§ **Source records**:
= Beginning of Section =

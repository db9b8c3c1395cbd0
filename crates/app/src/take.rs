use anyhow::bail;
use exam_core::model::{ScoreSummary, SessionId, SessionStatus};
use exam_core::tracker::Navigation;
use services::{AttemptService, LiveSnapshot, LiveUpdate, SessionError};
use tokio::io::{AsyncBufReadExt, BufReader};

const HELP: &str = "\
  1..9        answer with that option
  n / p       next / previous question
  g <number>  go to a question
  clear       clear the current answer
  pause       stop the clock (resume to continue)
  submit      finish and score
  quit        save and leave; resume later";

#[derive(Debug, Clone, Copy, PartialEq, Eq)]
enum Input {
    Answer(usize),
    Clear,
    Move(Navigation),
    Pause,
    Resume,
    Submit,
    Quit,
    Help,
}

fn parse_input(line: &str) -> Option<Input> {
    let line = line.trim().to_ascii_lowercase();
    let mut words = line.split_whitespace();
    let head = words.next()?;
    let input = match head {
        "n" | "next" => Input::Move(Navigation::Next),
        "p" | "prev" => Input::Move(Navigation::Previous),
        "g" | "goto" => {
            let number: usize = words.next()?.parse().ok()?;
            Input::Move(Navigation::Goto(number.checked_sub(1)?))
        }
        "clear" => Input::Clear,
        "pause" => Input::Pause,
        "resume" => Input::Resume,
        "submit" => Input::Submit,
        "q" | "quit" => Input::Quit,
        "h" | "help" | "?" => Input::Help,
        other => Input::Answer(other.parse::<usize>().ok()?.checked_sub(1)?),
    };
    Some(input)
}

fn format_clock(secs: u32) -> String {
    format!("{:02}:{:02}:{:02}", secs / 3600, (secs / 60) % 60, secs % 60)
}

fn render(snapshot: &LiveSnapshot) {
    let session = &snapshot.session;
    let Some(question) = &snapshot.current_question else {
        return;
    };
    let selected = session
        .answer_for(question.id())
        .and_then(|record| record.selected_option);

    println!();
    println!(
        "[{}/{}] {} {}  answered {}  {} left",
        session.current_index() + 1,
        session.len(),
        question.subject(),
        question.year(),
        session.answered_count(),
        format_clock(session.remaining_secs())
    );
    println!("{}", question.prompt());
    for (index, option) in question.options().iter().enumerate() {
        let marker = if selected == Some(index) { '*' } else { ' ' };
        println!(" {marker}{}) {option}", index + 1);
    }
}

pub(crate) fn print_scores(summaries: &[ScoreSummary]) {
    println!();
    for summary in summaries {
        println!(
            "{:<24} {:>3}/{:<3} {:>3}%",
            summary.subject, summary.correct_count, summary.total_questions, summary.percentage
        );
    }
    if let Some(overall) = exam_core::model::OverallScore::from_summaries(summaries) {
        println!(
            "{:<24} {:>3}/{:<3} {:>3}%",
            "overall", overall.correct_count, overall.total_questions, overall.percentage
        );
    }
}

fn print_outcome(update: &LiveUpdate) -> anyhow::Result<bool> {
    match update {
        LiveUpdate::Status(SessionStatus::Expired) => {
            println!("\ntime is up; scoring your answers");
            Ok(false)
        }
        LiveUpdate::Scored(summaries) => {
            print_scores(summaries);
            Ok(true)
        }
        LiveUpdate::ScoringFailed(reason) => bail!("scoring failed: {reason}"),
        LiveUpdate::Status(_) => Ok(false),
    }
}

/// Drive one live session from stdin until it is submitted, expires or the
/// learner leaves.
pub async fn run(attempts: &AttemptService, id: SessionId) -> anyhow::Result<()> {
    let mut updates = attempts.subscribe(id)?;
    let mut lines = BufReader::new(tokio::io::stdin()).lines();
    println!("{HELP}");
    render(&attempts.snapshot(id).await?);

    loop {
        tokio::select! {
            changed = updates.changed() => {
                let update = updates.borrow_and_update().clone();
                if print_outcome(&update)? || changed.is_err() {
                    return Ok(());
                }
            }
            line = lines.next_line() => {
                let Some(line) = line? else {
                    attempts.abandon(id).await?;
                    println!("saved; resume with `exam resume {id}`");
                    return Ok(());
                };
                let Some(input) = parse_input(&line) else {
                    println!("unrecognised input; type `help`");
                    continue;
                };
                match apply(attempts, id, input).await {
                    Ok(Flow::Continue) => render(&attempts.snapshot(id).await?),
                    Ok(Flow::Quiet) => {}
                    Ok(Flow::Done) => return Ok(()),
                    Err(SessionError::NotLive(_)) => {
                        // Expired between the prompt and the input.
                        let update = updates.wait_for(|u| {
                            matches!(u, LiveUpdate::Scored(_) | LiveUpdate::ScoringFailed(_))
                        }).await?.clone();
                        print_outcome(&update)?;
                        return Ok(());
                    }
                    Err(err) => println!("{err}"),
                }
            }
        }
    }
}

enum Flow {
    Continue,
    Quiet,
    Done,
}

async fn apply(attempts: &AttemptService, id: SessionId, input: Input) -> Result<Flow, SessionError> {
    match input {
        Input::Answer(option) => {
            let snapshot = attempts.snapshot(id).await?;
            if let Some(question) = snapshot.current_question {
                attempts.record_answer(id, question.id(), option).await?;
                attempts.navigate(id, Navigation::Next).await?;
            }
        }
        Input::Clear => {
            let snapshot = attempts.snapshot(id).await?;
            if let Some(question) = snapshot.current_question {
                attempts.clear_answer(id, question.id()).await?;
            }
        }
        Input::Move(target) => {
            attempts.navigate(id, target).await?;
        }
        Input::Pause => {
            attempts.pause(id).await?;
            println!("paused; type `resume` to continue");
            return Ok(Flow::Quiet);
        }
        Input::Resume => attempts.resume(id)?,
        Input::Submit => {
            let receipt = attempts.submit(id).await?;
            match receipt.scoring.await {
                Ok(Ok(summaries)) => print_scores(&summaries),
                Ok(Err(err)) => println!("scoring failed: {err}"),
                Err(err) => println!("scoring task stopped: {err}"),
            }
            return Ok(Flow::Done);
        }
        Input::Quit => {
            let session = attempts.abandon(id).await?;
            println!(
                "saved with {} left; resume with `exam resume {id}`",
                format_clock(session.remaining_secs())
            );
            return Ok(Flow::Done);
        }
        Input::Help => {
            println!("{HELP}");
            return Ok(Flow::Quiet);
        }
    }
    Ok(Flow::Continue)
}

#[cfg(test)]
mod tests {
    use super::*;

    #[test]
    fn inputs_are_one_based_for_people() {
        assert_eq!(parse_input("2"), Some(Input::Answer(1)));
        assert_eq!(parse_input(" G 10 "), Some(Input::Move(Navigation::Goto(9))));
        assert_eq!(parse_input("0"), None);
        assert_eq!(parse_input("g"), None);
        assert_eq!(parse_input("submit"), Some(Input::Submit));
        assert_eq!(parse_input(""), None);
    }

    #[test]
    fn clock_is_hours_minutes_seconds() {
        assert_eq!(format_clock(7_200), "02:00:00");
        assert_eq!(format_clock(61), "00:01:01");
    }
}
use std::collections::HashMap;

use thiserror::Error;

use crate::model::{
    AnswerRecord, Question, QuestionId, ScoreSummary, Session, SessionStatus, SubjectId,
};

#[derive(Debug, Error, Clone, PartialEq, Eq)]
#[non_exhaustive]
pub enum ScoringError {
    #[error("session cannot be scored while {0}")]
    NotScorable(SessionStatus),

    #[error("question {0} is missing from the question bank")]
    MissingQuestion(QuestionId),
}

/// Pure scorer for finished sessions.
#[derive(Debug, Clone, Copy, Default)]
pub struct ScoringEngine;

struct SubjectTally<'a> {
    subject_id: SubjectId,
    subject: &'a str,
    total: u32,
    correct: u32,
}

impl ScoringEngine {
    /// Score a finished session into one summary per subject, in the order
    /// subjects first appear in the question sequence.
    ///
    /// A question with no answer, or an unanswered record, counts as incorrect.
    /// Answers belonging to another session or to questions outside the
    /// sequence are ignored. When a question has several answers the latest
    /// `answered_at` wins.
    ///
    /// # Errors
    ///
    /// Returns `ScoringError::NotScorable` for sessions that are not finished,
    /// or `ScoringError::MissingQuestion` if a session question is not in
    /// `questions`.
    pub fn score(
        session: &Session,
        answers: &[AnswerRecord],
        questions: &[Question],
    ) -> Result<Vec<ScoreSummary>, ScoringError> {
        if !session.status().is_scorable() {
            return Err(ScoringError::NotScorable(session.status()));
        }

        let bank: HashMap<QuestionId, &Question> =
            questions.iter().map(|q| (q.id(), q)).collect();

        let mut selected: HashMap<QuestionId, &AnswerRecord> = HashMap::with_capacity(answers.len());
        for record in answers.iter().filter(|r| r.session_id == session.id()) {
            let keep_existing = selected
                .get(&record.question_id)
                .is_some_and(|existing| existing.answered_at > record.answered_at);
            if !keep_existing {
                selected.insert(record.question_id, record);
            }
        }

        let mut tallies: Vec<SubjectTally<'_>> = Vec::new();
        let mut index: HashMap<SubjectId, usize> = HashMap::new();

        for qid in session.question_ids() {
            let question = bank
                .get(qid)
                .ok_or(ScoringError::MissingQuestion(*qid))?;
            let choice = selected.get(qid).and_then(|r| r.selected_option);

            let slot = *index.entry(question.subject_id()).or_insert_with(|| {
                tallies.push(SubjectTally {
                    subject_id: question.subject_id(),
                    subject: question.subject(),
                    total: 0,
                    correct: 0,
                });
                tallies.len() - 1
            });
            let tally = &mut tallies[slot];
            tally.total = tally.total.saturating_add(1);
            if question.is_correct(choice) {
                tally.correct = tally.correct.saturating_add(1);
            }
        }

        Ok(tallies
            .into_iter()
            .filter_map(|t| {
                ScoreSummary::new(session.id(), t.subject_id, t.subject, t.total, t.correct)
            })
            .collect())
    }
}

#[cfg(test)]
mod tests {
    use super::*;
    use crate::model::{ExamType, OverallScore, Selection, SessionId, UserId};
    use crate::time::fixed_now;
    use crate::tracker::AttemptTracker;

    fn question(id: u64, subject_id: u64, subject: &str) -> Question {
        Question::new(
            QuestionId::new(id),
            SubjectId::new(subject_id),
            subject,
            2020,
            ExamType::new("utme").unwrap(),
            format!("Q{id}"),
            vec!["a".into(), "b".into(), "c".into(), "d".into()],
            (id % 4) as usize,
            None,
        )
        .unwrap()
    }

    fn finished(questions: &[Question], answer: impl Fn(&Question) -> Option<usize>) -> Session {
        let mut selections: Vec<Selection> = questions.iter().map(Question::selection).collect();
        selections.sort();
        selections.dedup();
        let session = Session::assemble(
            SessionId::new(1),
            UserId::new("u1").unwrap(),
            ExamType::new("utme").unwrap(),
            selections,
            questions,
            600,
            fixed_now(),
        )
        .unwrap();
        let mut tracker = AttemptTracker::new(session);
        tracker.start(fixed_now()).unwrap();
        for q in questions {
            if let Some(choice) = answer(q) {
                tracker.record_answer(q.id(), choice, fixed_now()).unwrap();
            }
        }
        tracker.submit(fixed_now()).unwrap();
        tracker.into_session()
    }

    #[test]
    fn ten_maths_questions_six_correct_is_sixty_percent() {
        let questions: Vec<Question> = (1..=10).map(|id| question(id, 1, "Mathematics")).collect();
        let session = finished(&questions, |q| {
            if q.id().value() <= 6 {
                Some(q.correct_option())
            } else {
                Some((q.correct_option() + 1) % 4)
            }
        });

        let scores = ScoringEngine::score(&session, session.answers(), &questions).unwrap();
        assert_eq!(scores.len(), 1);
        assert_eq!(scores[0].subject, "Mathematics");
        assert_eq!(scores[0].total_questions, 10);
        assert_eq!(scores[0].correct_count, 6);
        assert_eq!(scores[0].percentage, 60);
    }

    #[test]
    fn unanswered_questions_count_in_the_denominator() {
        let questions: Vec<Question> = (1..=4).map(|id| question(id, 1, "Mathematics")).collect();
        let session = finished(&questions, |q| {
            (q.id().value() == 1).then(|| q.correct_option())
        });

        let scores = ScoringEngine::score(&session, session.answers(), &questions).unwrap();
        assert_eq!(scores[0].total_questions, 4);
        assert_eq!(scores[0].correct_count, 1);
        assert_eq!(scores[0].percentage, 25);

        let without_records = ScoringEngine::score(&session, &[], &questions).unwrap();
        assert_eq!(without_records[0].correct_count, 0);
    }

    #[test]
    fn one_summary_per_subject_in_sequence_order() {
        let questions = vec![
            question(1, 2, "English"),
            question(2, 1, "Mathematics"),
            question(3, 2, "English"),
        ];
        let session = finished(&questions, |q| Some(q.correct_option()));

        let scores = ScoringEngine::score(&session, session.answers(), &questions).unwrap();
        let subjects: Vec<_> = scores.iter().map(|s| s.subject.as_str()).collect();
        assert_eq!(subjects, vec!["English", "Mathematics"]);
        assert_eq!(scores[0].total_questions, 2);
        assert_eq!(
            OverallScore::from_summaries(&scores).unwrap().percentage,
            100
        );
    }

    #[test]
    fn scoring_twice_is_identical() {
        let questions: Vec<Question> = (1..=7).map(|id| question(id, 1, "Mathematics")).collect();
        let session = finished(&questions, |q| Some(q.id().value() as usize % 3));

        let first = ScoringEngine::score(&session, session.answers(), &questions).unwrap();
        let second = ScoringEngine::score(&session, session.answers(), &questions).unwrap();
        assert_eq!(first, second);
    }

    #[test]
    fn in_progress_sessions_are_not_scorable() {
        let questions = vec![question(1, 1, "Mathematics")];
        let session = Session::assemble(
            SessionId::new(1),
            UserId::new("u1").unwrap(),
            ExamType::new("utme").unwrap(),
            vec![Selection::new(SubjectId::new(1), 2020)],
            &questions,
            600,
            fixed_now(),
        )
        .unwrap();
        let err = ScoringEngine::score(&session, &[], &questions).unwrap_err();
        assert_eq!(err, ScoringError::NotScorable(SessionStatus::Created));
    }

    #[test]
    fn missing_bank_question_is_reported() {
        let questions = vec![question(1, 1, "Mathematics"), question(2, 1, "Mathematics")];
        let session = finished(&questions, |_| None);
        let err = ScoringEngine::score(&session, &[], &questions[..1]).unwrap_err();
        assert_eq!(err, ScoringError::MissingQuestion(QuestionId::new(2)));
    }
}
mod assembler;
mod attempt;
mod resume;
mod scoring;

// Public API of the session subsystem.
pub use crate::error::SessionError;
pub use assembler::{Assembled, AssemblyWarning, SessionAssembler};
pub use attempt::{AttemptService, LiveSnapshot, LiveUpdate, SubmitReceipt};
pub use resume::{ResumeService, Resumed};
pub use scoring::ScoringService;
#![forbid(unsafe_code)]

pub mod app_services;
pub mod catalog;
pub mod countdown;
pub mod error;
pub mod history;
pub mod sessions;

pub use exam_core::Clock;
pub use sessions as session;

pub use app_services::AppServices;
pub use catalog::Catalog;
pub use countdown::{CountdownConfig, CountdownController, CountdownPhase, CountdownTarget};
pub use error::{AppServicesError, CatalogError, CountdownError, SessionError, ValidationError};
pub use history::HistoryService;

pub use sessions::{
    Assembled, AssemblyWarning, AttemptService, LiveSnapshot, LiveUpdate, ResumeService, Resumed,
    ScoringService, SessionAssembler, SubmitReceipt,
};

= End of Section =
= Beginning of Section =

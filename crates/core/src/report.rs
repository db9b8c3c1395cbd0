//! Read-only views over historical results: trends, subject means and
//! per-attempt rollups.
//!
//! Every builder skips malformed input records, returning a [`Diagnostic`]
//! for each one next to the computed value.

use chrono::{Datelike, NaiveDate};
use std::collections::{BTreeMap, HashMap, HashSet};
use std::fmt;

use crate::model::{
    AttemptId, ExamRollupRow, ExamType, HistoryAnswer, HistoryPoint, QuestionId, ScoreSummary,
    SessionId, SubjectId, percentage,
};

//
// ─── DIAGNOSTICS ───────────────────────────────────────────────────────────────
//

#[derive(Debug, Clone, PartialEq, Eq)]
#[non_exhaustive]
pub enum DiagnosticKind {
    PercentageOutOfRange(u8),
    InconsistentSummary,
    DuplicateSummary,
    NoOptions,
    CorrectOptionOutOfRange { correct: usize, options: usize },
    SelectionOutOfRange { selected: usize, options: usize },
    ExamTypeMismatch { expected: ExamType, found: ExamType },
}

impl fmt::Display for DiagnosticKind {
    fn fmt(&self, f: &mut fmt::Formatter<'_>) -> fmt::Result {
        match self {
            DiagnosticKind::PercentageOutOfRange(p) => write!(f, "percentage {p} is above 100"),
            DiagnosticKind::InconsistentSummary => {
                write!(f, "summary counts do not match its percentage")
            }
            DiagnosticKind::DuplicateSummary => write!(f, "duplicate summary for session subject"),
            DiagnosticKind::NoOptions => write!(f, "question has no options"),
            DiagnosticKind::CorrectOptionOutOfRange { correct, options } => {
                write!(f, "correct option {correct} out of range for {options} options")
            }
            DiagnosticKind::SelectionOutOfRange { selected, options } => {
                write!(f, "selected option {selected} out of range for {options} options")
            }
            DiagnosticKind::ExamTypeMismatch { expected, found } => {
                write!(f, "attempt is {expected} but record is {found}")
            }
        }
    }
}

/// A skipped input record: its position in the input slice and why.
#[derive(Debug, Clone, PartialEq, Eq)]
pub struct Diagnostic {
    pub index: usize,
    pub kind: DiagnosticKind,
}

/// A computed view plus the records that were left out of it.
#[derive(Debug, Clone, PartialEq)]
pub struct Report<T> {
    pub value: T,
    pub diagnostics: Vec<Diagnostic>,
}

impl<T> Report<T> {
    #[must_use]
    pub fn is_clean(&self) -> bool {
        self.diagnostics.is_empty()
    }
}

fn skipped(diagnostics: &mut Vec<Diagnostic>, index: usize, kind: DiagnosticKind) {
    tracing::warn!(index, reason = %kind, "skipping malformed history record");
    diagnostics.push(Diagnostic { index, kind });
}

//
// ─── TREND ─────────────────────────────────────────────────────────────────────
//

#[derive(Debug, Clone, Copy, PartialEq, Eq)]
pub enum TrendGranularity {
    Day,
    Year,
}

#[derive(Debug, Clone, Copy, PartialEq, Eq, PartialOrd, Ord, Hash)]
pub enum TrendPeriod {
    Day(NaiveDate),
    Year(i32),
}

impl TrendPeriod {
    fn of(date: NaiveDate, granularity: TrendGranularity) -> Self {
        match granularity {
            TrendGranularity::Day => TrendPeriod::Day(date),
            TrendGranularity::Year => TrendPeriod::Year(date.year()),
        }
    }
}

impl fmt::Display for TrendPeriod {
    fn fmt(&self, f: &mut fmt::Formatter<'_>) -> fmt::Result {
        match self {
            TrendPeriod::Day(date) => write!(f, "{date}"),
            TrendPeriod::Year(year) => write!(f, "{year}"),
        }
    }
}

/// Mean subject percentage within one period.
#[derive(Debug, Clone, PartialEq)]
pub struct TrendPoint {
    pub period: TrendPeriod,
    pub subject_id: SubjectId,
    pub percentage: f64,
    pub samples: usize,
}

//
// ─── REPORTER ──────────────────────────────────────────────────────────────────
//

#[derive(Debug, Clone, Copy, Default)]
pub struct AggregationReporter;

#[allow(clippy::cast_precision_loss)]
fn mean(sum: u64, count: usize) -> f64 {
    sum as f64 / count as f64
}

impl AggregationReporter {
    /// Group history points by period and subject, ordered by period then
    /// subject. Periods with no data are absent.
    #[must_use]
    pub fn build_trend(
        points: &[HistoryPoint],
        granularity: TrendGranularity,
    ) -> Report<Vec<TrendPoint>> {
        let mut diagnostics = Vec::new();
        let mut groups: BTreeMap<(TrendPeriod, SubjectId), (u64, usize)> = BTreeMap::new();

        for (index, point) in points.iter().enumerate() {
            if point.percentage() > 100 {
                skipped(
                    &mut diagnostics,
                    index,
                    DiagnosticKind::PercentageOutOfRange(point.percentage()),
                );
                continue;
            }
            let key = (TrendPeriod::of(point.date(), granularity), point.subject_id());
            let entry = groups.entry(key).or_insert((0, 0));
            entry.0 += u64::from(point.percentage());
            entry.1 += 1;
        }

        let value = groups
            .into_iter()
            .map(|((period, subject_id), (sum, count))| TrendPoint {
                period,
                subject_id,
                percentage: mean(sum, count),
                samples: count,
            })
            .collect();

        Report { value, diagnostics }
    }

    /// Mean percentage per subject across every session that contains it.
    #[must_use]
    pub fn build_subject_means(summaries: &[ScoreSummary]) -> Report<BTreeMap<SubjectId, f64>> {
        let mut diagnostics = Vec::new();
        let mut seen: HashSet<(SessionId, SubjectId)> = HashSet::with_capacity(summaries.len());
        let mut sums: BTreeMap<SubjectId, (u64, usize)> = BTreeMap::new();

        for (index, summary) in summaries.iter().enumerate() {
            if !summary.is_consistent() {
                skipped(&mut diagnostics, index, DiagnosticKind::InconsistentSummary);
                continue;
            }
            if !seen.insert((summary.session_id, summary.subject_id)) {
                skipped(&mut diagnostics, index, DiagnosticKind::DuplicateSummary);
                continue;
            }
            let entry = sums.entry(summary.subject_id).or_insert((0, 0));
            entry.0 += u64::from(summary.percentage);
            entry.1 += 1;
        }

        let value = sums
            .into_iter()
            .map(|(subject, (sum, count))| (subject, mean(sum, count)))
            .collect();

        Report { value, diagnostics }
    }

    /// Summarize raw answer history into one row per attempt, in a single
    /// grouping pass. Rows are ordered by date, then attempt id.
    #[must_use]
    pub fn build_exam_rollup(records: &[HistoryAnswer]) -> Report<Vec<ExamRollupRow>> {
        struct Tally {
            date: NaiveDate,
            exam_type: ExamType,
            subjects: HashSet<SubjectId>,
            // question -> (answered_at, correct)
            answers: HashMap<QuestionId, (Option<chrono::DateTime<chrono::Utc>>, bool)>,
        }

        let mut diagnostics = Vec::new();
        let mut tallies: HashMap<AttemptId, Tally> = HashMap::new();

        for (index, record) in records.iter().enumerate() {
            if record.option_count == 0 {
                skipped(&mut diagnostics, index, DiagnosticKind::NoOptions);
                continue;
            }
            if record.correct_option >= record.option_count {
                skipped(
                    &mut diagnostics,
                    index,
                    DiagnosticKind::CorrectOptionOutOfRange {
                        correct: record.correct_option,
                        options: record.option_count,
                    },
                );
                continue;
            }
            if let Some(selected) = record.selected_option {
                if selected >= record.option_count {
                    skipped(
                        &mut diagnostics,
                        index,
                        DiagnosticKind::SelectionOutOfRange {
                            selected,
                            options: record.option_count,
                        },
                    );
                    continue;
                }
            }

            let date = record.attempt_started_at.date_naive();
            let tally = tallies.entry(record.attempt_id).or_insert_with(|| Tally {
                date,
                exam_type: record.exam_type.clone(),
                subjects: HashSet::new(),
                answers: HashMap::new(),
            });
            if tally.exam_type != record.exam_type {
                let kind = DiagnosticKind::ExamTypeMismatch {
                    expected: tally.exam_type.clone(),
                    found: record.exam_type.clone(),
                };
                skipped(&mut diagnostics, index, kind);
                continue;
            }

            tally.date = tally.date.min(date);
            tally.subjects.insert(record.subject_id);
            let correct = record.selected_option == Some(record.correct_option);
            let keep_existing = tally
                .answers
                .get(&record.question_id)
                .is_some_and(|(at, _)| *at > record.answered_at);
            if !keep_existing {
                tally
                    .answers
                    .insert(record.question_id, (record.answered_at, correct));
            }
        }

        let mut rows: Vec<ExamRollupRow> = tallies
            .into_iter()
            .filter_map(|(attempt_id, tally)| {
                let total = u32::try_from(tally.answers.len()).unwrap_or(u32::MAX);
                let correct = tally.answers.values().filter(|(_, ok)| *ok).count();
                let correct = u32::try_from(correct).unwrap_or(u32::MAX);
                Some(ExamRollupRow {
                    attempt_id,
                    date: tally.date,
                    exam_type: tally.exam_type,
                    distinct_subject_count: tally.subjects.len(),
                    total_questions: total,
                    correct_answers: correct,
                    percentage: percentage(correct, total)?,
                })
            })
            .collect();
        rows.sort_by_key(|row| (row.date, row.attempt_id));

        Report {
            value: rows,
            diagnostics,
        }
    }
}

= End of Section =

§ **Task objective**:
Find the word "else" in the data and show each line that holds it.

§ **Response to the exercise**:
    let Some(question) = &snapshot.current_question else {
        let marker = if selected == Some(index) { '*' } else { ' ' };
                let Some(line) = line? else {
                let Some(input) = parse_input(&line) else {
            } else {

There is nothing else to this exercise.